Bruno Barreto aos 11 anos.




Fotos de "Tati, a Garota"

O filme do então debutante faz muito sucesso, tanto de crítica como de público. Bruno, já aclamado por conta da produção de seu projeto, recebe uma valiosa recomendação da Produtora de Arte de “Tati”, Tereza Nicolau. A moça indicou-lhe a leitura do livro “A Estrela Sobe”, pois havia ali um bom plot para um filme. Bruno leu e interessou-se em montá-lo. Propôs, primeiro, a seu pai, LC Barreto, que declinou do convite: 



    - Meu pai não achava que fazer um filme de época fosse boa ideia. Ele achava que não teria bilheteria, não acreditava no projeto – Diz o diretor. 

  Bruno então procurou por outros produtores, como o Roberto Farias, que também não apostou na montagem. Por fim, LC Barreto ao montar uma sociedade com Walter Clark, então diretor da TV Globo, ambos os sócios perceberam que era necessário um filme para lançar a ICB – Indústria Cinematográfica Brasileira (Que viria a ser o embrião da atual Globo Filmes):


Walter Clark


    - O Walter Clark perguntou ao meu pai se havia algum projeto que eles pudessem montar, daí ele falou do meu, embora ainda repassando a ele todas as recomendações que ele me havia feito, de que era um filme de época e que talvez não desse bilheteria. O Walter leu o roteiro e gostou muito. Assim deu-se por iniciada a montagem de “A Estrela Sobe”. – Afirma Bruno.

 Aliás, há uma história que acerca o filme e que envolve tanto a família de Barreto como a de Clark: A de que houve uma ruptura entre as famílias, o que é negado por Bruno, que afirma, aliás, que Clark foi de fundamental importância para o projeto.
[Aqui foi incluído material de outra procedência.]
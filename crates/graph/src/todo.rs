//! Microsoft To-Do operations used by the to-do assistant.
//!
//! Outputs are plain text meant to be read by the model and shown to users.
//! Graph failures are folded into the text, except authentication failures
//! which are returned as errors so the caller can ask the user to log in.

use std::sync::Arc;

use {
    assistant_common::AssistantError,
    chrono::{DateTime, Local, NaiveDate, NaiveDateTime},
    serde_json::{Map, Value, json},
};

use crate::client::{GraphClient, collection};

const IMPORTANCE: [&str; 3] = ["low", "normal", "high"];
const STATUSES: [&str; 3] = ["notStarted", "inProgress", "completed"];

/// Fields of a task to create.
#[derive(Debug, Clone, Default)]
pub struct NewTask {
    pub list_id: String,
    pub title: String,
    pub body: Option<String>,
    pub due_date: Option<String>,
    pub importance: Option<String>,
}

/// Fields to change on an existing task; blank values are ignored.
#[derive(Debug, Clone, Default)]
pub struct TaskUpdate {
    pub list_id: String,
    pub task_id: String,
    pub title: Option<String>,
    pub body: Option<String>,
    pub due_date: Option<String>,
    pub importance: Option<String>,
    pub status: Option<String>,
}

fn described(result: anyhow::Result<String>, action: &str) -> anyhow::Result<String> {
    match result {
        Err(e) if !AssistantError::is_auth(&e) => Ok(format!("Error {action}: {e}")),
        other => other,
    }
}

fn non_blank(value: &Option<String>) -> Option<&str> {
    value.as_deref().map(str::trim).filter(|v| !v.is_empty())
}

/// Parse a user-supplied due date (`YYYY-MM-DD` or an ISO date-time) into
/// the naive ISO form Graph expects alongside `timeZone: UTC`.
pub fn parse_due_date(input: &str) -> Option<String> {
    let input = input.trim();
    let datetime = ["%Y-%m-%dT%H:%M:%S%.f", "%Y-%m-%dT%H:%M", "%Y-%m-%d %H:%M:%S", "%Y-%m-%d %H:%M"]
        .iter()
        .find_map(|fmt| NaiveDateTime::parse_from_str(input, fmt).ok())
        .or_else(|| {
            NaiveDate::parse_from_str(input, "%Y-%m-%d")
                .ok()
                .and_then(|d| d.and_hms_opt(0, 0, 0))
        })?;
    Some(datetime.format("%Y-%m-%dT%H:%M:%S").to_string())
}

fn due_json(date_time: String) -> Value {
    json!({"dateTime": date_time, "timeZone": "UTC"})
}

/// Calendar date of a Graph `dueDateTime.dateTime` value.
fn due_day(raw: &str) -> Option<NaiveDate> {
    raw.get(..10)
        .and_then(|d| NaiveDate::parse_from_str(d, "%Y-%m-%d").ok())
}

/// Human-readable due status relative to `today`.
pub fn due_status(due: NaiveDate, today: NaiveDate) -> String {
    let days = (due - today).num_days();
    match days {
        d if d < 0 => format!("OVERDUE ({} days)", d.abs()),
        0 => "DUE TODAY".into(),
        1 => "DUE TOMORROW".into(),
        d => format!("Due in {d} days"),
    }
}

fn status_icon(status: &str) -> &'static str {
    if status == "completed" { "✅" } else { "⏳" }
}

fn priority_icon(importance: &str) -> &'static str {
    if importance == "high" { "🔴" } else { "" }
}

pub struct TodoClient {
    graph: Arc<GraphClient>,
}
Porém, quando a ICB foi dissolvida, tanto “A Estrela Sobe” como “Amor Bandido” ficaram com Walter, que viria a falecer em 1997. Daí a razão de “Estrela” nunca haver sido relançado senão por uma série em VHS ainda nos Anos 80.






Por ser fã do autor e amigo da família, Cacá Diegues colaborou no roteiro, que também teve a colaboração de Isabel Câmara, embora escrito por Leopoldo Serran. A negociação para a feitura do filme teve participação da própria avó de Bruno, que era amiga de Marques Rabello e ela o levou para conhece-lo. Talvez por esta aproximação familiar Rabello tenha optado por passar os diretos da montagem do filme à família Barreto, pois, segundo os jornais da época o cineasta Rodolfo Nanni também estava pensando em adaptá-lo para a telona. 


Lucíola Villela, avó de Bruno Barreto.

Marques Rebello




Além desta participação, Lucíola teve fundamental importância na produção do filme, não só por haver intermediado a produção dele, mas por haver importado uma moviola alemã, onde foi editado o filme. Para além das questões técnicas, Lucíola cumpriu a cota afetiva dos bastidores:

  - Minha avó sabia que eu gostava de suspiros, e então fazia-os e levava para mim no set, além dos lanches. – Diz Bruno.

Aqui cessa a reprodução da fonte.